Stored records
....
#[cfg(test)]
mod tests;

use std::io;
use thiserror::Error;

/// Canonical error type shared across the storage engine.
#[derive(Error, Debug)]
pub enum DbError {
    #[error("storage: {0}")]
    Storage(String),
    #[error("capacity exhausted: {0}")]
    Capacity(String),
    #[error("not found: {0}")]
    NotFound(String),
    #[error("constraint violation: {0}")]
    Constraint(String),
    #[error(transparent)]
    Io(#[from] io::Error),
}

/// Result alias that carries a `DbError`.
pub type DbResult<T> = Result<T, DbError>;

/// Logical identifier for a table registered with a `Database`.
pub type TableName = String;

/// Number of bytes a single fixed-width column cell occupies on disk.
pub const CELL_SIZE: usize = 8;

/// Design-fixed engine constants, exposed as a builder so tests can shrink
/// them (page size, buffer pool capacity, range width, merge threshold).
///
/// # Example
/// ```
/// use common::EngineConfig;
///
/// let config = EngineConfig::builder()
///     .page_size(4096)
///     .buffer_pool_frames(64)
///     .base_pages_per_range(16)
///     .merge_tail_page_threshold(4)
///     .build();
/// assert_eq!(config.records_per_page(), 512);
/// ```
#[derive(Clone, Copy, Debug, bon::Builder)]
pub struct EngineConfig {
    /// Fixed-size page allocation in bytes.
    #[builder(default = 4096)]
    pub page_size: usize,
    /// Number of frames the buffer pool keeps resident.
    #[builder(default = 64)]
    pub buffer_pool_frames: usize,
    /// Number of base pages grouped into one range.
    #[builder(default = 16)]
    pub base_pages_per_range: u64,
    /// Tail pages created for the RID column before a merge is requested.
    #[builder(default = 4)]
    pub merge_tail_page_threshold: u64,
}

impl Default for EngineConfig {
    fn default() -> Self {
        Self {
            page_size: 4096,
            buffer_pool_frames: 64,
            base_pages_per_range: 16,
            merge_tail_page_threshold: 4,
        }
    }
}

impl EngineConfig {
    /// Records a single column page can hold, `page_size / CELL_SIZE`.
    pub fn records_per_page(&self) -> usize {
        self.page_size / CELL_SIZE
    }

    /// Base records grouped into a single range.
    pub fn records_per_range(&self) -> u64 {
        self.base_pages_per_range * self.records_per_page() as u64
    }
}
....
◆ ACTIVITY: Go through the entries and restate each one exactly.

◆ RESPONSE TO THE EXERCISE:
#[cfg(test)]
mod tests;

use std::io;
use thiserror::Error;

/// Canonical error type shared across the storage engine.
#[derive(Error, Debug)]
pub enum DbError {
    #[error("storage: {0}")]
    Storage(String),
    #[error("capacity exhausted: {0}")]
    Capacity(String),
    #[error("not found: {0}")]
    NotFound(String),
    #[error("constraint violation: {0}")]
    Constraint(String),
    #[error(transparent)]
    Io(#[from] io::Error),
}

/// Result alias that carries a `DbError`.
pub type DbResult<T> = Result<T, DbError>;

/// Logical identifier for a table registered with a `Database`.
pub type TableName = String;

/// Number of bytes a single fixed-width column cell occupies on disk.
pub const CELL_SIZE: usize = 8;

/// Design-fixed engine constants, exposed as a builder so tests can shrink
/// them (page size, buffer pool capacity, range width, merge threshold).
///
/// # Example
/// ```
/// use common::EngineConfig;
///
/// let config = EngineConfig::builder()
///     .page_size(4096)
///     .buffer_pool_frames(64)
///     .base_pages_per_range(16)
///     .merge_tail_page_threshold(4)
///     .build();
/// assert_eq!(config.records_per_page(), 512);
/// ```
#[derive(Clone, Copy, Debug, bon::Builder)]
pub struct EngineConfig {
    /// Fixed-size page allocation in bytes.
    #[builder(default = 4096)]
    pub page_size: usize,
    /// Number of frames the buffer pool keeps resident.
    #[builder(default = 64)]
    pub buffer_pool_frames: usize,
    /// Number of base pages grouped into one range.
    #[builder(default = 16)]
    pub base_pages_per_range: u64,
    /// Tail pages created for the RID column before a merge is requested.
    #[builder(default = 4)]
    pub merge_tail_page_threshold: u64,
}

impl Default for EngineConfig {
    fn default() -> Self {
        Self {
            page_size: 4096,
            buffer_pool_frames: 64,
            base_pages_per_range: 16,
            merge_tail_page_threshold: 4,
        }
    }
}

impl EngineConfig {
    /// Records a single column page can hold, `page_size / CELL_SIZE`.
    pub fn records_per_page(&self) -> usize {
        self.page_size / CELL_SIZE
    }

    /// Base records grouped into a single range.
    pub fn records_per_range(&self) -> u64 {
        self.base_pages_per_range * self.records_per_page() as u64
    }
}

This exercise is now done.